Appearances in Other Media
Alice also appears in the anime adaption by Nippon Animation as a
girl with red hair, a hat, and a red and white dress. She appears with Benny Bunny and have many adventures
in Wonderland.
"Woody Allen's film Alice, while not a
direct adaptation, did follow a woman who has a series of surreal adventures.
Alice also appears as a college-attending teenager alongside Wendy Darling,
Dorothy Gale, and Susan Pevensie in Chicago of 2005 and 2006, in the comic book
series The Oz/Wonderland Chronicles. Alice also appears as an aging
woman in Alan Moore's graphic novel Lost Girls.
In the Tokyo Disneyland DreamLights version
of the Main Street Electrical Parade, Alice is voiced by Kat Cressida. Kristýna
Kohoutová portrayed her in Svankmajer's Alice (her English dub was done by
Camilla Power). In the Japanese version of Kingdom Hearts, she was voiced by
Mika Doi.
Also, in the anime Pandora Hearts, there are two
characters loosely based of Alice. Alice the B-rabbit, and The Will of the
Abyss. Both characters share there first name with Alice, and seeing as many
aspects of Pandora Hearts are based off of Alice in Wonderland, it can be
assumed there names are as well.
Alice appears in the novel "Wonderland Revisited and
the Games Alice Played There," where she
disembarks to meet a number of the inhabitants of Wonderland including the
Red Queen, the Jack of Diamonds, the Mah-jong Dragons, the Red King, and
the Red King's Gamekeeper.
She appears in the British film "Malice in Wonderland"
as an American student who suffers amnesia after getting hit by a black cab and
finding herself in Wonderland.
In the DS game "A Witch's Tale," a
mystical savior named Alice appeared and used the Witch's magic against them
and sealed them away. Also the main character is named Liddell, who is a
witch-in-training.
Alice is mentioned in a book when a cruel mother
says "Come now, Jessie. You're just as crazy as that Alice girl from
Crumberlind." The daughter responds by saying "She was from
Wonderland, mum."
She appears in the arcade game Märchen Maze, as a girl with brown
pigtail hair and a red dress. She travels along with Time Usagi, the white rabbit to
defeat the Queen of Darkness.
In
episode 13 of the anime: 'Ouran High School Host Club' the main character,
Haruhi, takes the role of Alice after falling down a hole trying follow
Usa-chan.
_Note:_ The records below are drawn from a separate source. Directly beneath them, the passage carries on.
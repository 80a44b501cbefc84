//! The text buffer: character storage, encoding, and cursor walks.
//!
//! Backed by a [`ropey::Rope`], so insert/delete and offset lookups stay
//! O(log n) on large documents. All offsets in this module are **character
//! offsets** (Unicode scalar values); a character offset can never land inside
//! a multi-byte UTF-8 sequence, which is the boundary guarantee the rest of
//! the engine relies on.
//!
//! The buffer is deliberately a dumb, fast primitive: mutations never touch
//! the line index. Repairing derived state is the document's responsibility.

use crate::line_ending::{Encoding, LineEnding};
use crate::search::{self, PatternError, SearchMatch, SearchOptions};
use ropey::Rope;
use unicode_segmentation::UnicodeSegmentation;

/// Cursor motion granularity.
#[derive(Debug, Clone, Copy, PartialEq, Eq)]
pub enum Granularity {
    /// One Unicode scalar value.
    Character,
    /// One word (runs of word characters, skipping intervening whitespace).
    Word,
}

/// Search / scan direction.
#[derive(Debug, Clone, Copy, PartialEq, Eq)]
pub enum Direction {
    /// Toward the end of the buffer.
    Forward,
    /// Toward the start of the buffer.
    Backward,
}

/// Coarse character classes used for word-boundary walks.
#[derive(Debug, Clone, Copy, PartialEq, Eq)]
enum CharClass {
    Word,
    Space,
    Punct,
}

fn class_of(ch: char) -> CharClass {
    if ch == '_' || ch.is_alphanumeric() {
        CharClass::Word
    } else if ch.is_whitespace() {
        CharClass::Space
    } else {
        CharClass::Punct
    }
}

/// The character data of one document.
pub struct TextBuffer {
    rope: Rope,
    encoding: Encoding,
    line_ending: LineEnding,
}

impl TextBuffer {
    /// Create a buffer from source text.
    ///
    /// CRLF newlines are normalized to LF; the detected convention is kept so
    /// the host can reapply it on save.
    pub fn new(text: &str) -> Self {
        let line_ending = LineEnding::detect_in_text(text);
        let normalized = LineEnding::normalize(text);
        Self {
            rope: Rope::from_str(&normalized),
            encoding: Encoding::Utf8,
            line_ending,
        }
    }

    /// Create an empty buffer.
    pub fn empty() -> Self {
        Self::new("")
    }

    /// Total length in characters.
    pub fn len(&self) -> usize {
        self.rope.len_chars()
    }

    /// Returns `true` if the buffer holds no text.
    pub fn is_empty(&self) -> bool {
        self.rope.len_chars() == 0
    }

    /// The declared encoding.
    pub fn encoding(&self) -> Encoding {
        self.encoding
    }

    /// Set the declared encoding.
    pub fn set_encoding(&mut self, encoding: Encoding) {
        self.encoding = encoding;
    }

    /// The preferred line ending convention for saving.
    pub fn line_ending(&self) -> LineEnding {
        self.line_ending
    }

    /// Set the preferred line ending convention.
    pub fn set_line_ending(&mut self, line_ending: LineEnding) {
        self.line_ending = line_ending;
    }

    /// Insert `text` at `offset` (clamped to the buffer length).
    pub fn insert(&mut self, offset: usize, text: &str) {
        if text.is_empty() {
            return;
        }
        let offset = offset.min(self.len());
        self.rope.insert(offset, text);
    }

    /// Delete `len` characters starting at `offset` (clamped).
    pub fn delete(&mut self, offset: usize, len: usize) {
        let start = offset.min(self.len());
        let end = offset.saturating_add(len).min(self.len());
        if start < end {
            self.rope.remove(start..end);
        }
    }

    /// Extract `len` characters starting at `offset` (clamped).
    pub fn text_in(&self, offset: usize, len: usize) -> String {
        let start = offset.min(self.len());
        let end = offset.saturating_add(len).min(self.len());
        self.rope.slice(start..end).to_string()
    }

    /// The whole buffer as a `String` (internal LF form).
    pub fn text(&self) -> String {
        self.rope.to_string()
    }

    /// Offset of the first `'\n'` at or after `from`, if any.
    pub fn next_newline(&self, from: usize) -> Option<usize> {
        if from >= self.len() {
            return None;
        }
        let line = self.rope.char_to_line(from);
        if line + 1 < self.rope.len_lines() {
            Some(self.rope.line_to_char(line + 1) - 1)
        } else {
            None
        }
    }

    /// The character at `offset`, if in bounds.
    pub fn char_at(&self, offset: usize) -> Option<char> {
        if offset < self.len() {
            Some(self.rope.char(offset))
        } else {
            None
        }
    }

    /// The next cursor position after `offset` at the given granularity.
    pub fn next_cursor_position(&self, offset: usize, granularity: Granularity) -> usize {
        let len = self.len();
        let offset = offset.min(len);
        match granularity {
            Granularity::Character => (offset + 1).min(len),
            Granularity::Word => {
                let mut pos = offset;
                if pos >= len {
                    return len;
                }
                let start_class = class_of(self.rope.char(pos));
                if start_class != CharClass::Space {
                    while pos < len && class_of(self.rope.char(pos)) == start_class {
                        pos += 1;
                    }
                }
                while pos < len && class_of(self.rope.char(pos)) == CharClass::Space {
                    pos += 1;
                }
                pos
            }
        }
    }

    /// The previous cursor position before `offset` at the given granularity.
    pub fn prev_cursor_position(&self, offset: usize, granularity: Granularity) -> usize {
        let offset = offset.min(self.len());
        match granularity {
            Granularity::Character => offset.saturating_sub(1),
            Granularity::Word => {
                let mut pos = offset;
                while pos > 0 && class_of(self.rope.char(pos - 1)) == CharClass::Space {
                    pos -= 1;
                }
                if pos == 0 {
                    return 0;
                }
                let target = class_of(self.rope.char(pos - 1));
                while pos > 0 && class_of(self.rope.char(pos - 1)) == target {
                    pos -= 1;
                }
                pos
            }
        }
    }

    /// Search for `pattern` starting at `from`.
    ///
    /// A malformed regex pattern fails with [`PatternError`]; callers treat
    /// that the same as no match.
    pub fn find(
        &self,
        from: usize,
        pattern: &str,
        direction: Direction,
        options: SearchOptions,
    ) -> Result<Option<SearchMatch>, PatternError> {
        let text = self.text();
        match direction {
            Direction::Forward => search::find_next(&text, pattern, options, from),
            Direction::Backward => search::find_prev(&text, pattern, options, from),
        }
    }

    /// Collect distinct words beginning with `prefix`, ordered by proximity to
    /// `from` in the scan `direction` (wrapping around the buffer).
    ///
    /// Used by word completion; the word exactly at the caret is the caller's
    /// problem to exclude.
    pub fn words_beginning_with(
        &self,
        from: usize,
        direction: Direction,
        prefix: &str,
    ) -> Vec<String> {
        if prefix.is_empty() {
            return Vec::new();
        }

        let text = self.text();
        let mut words: Vec<(usize, String)> = Vec::new();
        for (byte_start, word) in text.unicode_word_indices() {
            if word.starts_with(prefix) && word != prefix {
                let char_start = text[..byte_start].chars().count();
                words.push((char_start, word.to_string()));
            }
        }

        // Rotate so the first candidate is the nearest one in `direction`.
        let pivot = words.partition_point(|(start, _)| *start < from);
        let mut ordered: Vec<String> = Vec::with_capacity(words.len());
        let push_unique = |ordered: &mut Vec<String>, w: &str| {
            if !ordered.iter().any(|o| o == w) {
                ordered.push(w.to_string());
            }
        };
        match direction {
            Direction::Forward => {
                for (_, w) in words[pivot..].iter().chain(words[..pivot].iter()) {
                    push_unique(&mut ordered, w);
                }
            }
            Direction::Backward => {
                for (_, w) in words[..pivot].iter().rev().chain(words[pivot..].iter().rev()) {
                    push_unique(&mut ordered, w);
                }
            }
        }
        ordered
    }

    /// FNV-1a hash of a character range, for host-side diff and dedup.
    pub fn hash_line(&self, offset: usize, len: usize) -> u32 {
        const FNV_OFFSET: u32 = 0x811c_9dc5;
        const FNV_PRIME: u32 = 0x0100_0193;

        let mut hash = FNV_OFFSET;
        let mut utf8 = [0u8; 4];
        let start = offset.min(self.len());
        let end = offset.saturating_add(len).min(self.len());
        for ch in self.rope.slice(start..end).chars() {
            for &byte in ch.encode_utf8(&mut utf8).as_bytes() {
                hash ^= u32::from(byte);
                hash = hash.wrapping_mul(FNV_PRIME);
            }
        }
        hash
    }
}
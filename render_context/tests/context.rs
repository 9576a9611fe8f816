use render_context::{create_key, Context};
use std::rc::Rc;

#[test]
fn get_walks_the_parent_chain() {
    let outer = create_key::<i32>("outer");
    let inner = create_key::<i32>("inner");

    let root = Context::new();
    root.set(&outer, 1);

    let child = root.fork();
    child.set(&inner, 2);
    let grandchild = child.fork();

    assert_eq!(grandchild.get(&outer).as_deref(), Some(&1));
    assert_eq!(grandchild.get(&inner).as_deref(), Some(&2));
}

#[test]
fn child_writes_shadow_without_overwriting() {
    let key = create_key::<&'static str>("value");

    let root = Context::new();
    root.set(&key, "root");

    let child = root.fork();
    child.set(&key, "child");

    assert_eq!(child.get(&key).as_deref(), Some(&"child"));
    assert_eq!(root.get(&key).as_deref(), Some(&"root"));
}

#[test]
fn sibling_forks_are_isolated() {
    let key = create_key::<u32>("n");

    let root = Context::new();
    let left = root.fork();
    let right = root.fork();
    left.set(&key, 7);

    assert_eq!(left.get(&key).as_deref(), Some(&7));
    assert_eq!(right.get(&key), None);
    assert_eq!(root.get(&key), None);
}

#[test]
fn defaults_apply_only_on_miss() {
    let key = create_key::<usize>("limit").with_default(32);

    let ctx = Context::new();
    assert_eq!(ctx.get(&key).as_deref(), Some(&32));

    ctx.set(&key, 8);
    assert_eq!(ctx.get(&key).as_deref(), Some(&8));

    // the default is still visible through a fresh context
    assert_eq!(Context::new().get(&key).as_deref(), Some(&32));
}

#[test]
fn keys_are_compared_by_identity() {
    let a = create_key::<i32>("same-name");
    let b = create_key::<i32>("same-name");
    assert_ne!(a, b);
    assert_eq!(a, a.clone());

    let ctx = Context::new();
    ctx.set(&a, 1);
    assert_eq!(ctx.get(&b), None);
}

#[test]
fn modified_flag_tracks_writes_to_the_current_frame() {
    let key = create_key::<i32>("k");

    let root = Context::new();
    let child = root.fork();
    assert!(!child.was_modified());

    // reading does not count as a modification
    let _ = child.get(&key);
    assert!(!child.was_modified());

    child.set(&key, 1);
    assert!(child.was_modified());
    assert!(!root.was_modified());
}

#[test]
fn values_are_shared_not_cloned() {
    let key = create_key::<Rc<String>>("shared");

    let root = Context::new();
    root.set(&key, Rc::new("payload".to_string()));
    let through_child = root.fork().get(&key).unwrap();
    let through_root = root.get(&key).unwrap();

    assert!(Rc::ptr_eq(&through_child, &through_root));
}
There, in her own Wonderland, her friends also make an appearance
similar to Wonderland characters (Ex: Tamaki as the Mad Hatter; Mori as the
Doormouse) and also meets her mother (who has died). She later wakes up to find
it was all just a dream. In the original manga, both Tamaki, the twins and
Haruhi (although the previous two are re-scripted as the mad hatter and the
cheshire cat respectively) take the roll of Alice to begin with, Honey taking
the form of the white rabbit and Mori appearing as the baby.